◆ WHAT YOU ARE ASKED TO DO
Below are lines of data; count those containing the word "that" and write nothing but the number.

** RECORDS FOR THE EXERCISE follows **

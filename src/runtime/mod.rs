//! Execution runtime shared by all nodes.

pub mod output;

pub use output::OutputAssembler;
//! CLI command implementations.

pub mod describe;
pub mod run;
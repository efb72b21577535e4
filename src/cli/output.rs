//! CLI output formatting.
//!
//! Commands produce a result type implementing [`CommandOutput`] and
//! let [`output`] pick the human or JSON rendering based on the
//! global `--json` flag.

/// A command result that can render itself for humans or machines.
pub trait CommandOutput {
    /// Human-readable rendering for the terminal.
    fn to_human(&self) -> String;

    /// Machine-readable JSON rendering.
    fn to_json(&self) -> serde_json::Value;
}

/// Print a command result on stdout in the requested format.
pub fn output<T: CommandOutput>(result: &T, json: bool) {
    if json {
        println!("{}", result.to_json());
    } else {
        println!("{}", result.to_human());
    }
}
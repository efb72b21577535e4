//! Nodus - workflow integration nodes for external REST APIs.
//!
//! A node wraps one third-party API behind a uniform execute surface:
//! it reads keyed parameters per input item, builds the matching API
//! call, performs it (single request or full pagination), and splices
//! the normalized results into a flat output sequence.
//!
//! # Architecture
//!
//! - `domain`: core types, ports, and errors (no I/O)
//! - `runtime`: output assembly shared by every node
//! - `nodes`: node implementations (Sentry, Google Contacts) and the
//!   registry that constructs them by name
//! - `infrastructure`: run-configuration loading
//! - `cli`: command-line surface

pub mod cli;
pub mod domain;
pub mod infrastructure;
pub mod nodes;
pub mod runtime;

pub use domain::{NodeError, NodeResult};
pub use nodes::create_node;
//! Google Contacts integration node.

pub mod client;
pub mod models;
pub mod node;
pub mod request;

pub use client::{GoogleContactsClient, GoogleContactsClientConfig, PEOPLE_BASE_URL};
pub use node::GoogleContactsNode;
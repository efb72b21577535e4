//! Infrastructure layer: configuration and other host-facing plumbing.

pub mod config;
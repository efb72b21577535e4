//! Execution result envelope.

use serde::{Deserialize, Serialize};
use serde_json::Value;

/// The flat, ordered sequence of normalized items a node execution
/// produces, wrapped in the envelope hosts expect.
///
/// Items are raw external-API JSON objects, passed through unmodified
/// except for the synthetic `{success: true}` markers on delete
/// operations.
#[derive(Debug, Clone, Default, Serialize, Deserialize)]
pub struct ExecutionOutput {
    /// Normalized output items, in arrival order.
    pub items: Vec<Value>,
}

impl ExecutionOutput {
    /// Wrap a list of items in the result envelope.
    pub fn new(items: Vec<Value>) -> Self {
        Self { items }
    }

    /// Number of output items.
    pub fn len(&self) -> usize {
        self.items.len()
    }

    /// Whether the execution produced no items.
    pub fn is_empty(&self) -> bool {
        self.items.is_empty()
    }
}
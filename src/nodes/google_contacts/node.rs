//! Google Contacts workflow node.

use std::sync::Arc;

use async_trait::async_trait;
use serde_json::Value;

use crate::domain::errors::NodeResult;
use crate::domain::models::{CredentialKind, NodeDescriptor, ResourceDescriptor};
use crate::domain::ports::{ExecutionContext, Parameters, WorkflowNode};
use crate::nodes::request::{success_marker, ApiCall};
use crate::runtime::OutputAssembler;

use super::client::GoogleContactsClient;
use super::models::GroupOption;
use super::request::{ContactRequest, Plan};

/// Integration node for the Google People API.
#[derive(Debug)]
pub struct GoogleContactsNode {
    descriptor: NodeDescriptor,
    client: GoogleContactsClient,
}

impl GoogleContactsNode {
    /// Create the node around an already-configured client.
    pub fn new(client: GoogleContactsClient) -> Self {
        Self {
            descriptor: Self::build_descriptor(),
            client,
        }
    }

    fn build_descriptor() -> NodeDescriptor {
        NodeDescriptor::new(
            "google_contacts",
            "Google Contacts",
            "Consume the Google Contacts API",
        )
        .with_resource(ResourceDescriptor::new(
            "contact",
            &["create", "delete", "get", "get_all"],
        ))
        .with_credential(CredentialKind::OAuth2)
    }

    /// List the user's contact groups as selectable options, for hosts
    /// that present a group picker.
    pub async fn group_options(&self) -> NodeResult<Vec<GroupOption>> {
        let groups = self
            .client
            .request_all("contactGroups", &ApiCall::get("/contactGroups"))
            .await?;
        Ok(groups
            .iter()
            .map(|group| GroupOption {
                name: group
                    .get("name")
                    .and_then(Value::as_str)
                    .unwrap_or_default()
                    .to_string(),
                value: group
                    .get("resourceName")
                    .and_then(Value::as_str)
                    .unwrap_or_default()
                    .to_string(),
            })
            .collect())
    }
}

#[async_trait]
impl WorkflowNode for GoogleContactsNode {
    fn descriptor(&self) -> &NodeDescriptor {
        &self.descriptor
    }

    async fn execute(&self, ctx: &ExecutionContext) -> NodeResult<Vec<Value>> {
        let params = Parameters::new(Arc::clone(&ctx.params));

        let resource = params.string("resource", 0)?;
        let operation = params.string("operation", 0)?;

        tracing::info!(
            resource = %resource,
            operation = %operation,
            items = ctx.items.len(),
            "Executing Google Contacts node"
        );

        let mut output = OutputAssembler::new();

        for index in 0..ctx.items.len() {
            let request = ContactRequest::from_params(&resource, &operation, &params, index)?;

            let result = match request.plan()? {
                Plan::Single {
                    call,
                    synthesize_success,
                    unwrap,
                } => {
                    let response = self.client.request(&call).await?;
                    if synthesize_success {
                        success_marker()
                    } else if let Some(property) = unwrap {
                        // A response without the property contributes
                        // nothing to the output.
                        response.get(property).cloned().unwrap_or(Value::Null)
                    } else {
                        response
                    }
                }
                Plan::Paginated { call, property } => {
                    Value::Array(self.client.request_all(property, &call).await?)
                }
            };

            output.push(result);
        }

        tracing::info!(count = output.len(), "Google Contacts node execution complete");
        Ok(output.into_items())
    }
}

** End of RECORDS FOR THE EXERCISE **
** RECORDS FOR THE EXERCISE follows **

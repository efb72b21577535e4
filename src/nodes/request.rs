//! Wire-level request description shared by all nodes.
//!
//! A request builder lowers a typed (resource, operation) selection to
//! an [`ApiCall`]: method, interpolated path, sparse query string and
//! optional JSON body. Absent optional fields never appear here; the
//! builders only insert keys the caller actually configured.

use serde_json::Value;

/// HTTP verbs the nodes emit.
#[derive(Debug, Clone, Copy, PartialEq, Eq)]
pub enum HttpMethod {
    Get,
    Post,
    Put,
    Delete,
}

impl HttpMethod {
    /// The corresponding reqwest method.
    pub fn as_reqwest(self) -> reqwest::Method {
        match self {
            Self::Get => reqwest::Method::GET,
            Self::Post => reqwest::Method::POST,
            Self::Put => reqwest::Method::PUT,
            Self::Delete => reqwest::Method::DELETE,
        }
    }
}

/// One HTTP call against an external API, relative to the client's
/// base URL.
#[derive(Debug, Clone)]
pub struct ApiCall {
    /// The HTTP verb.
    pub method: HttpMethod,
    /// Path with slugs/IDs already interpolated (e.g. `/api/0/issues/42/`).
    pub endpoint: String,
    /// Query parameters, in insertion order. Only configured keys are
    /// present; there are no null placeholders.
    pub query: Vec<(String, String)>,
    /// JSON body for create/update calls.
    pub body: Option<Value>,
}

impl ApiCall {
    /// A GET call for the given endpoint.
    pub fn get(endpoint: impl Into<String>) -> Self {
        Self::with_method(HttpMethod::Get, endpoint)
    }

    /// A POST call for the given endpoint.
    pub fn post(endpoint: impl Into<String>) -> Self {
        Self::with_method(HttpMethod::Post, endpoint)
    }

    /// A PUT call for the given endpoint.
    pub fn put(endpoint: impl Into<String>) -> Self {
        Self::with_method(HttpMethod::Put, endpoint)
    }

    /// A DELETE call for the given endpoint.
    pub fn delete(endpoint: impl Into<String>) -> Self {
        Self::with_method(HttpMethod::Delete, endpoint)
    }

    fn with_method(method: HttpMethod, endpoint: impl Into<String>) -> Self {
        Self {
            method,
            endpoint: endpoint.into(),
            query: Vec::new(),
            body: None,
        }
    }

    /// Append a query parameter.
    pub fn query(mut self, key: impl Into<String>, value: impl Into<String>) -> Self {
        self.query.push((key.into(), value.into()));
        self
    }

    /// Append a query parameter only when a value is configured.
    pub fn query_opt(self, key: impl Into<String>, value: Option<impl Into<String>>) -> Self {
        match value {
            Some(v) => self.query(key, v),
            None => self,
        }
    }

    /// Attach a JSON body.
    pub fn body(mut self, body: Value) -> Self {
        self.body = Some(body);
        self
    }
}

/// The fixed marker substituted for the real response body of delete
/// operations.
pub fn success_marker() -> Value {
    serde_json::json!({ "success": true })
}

** End of RECORDS FOR THE EXERCISE **

◆ RESULT BELOW
3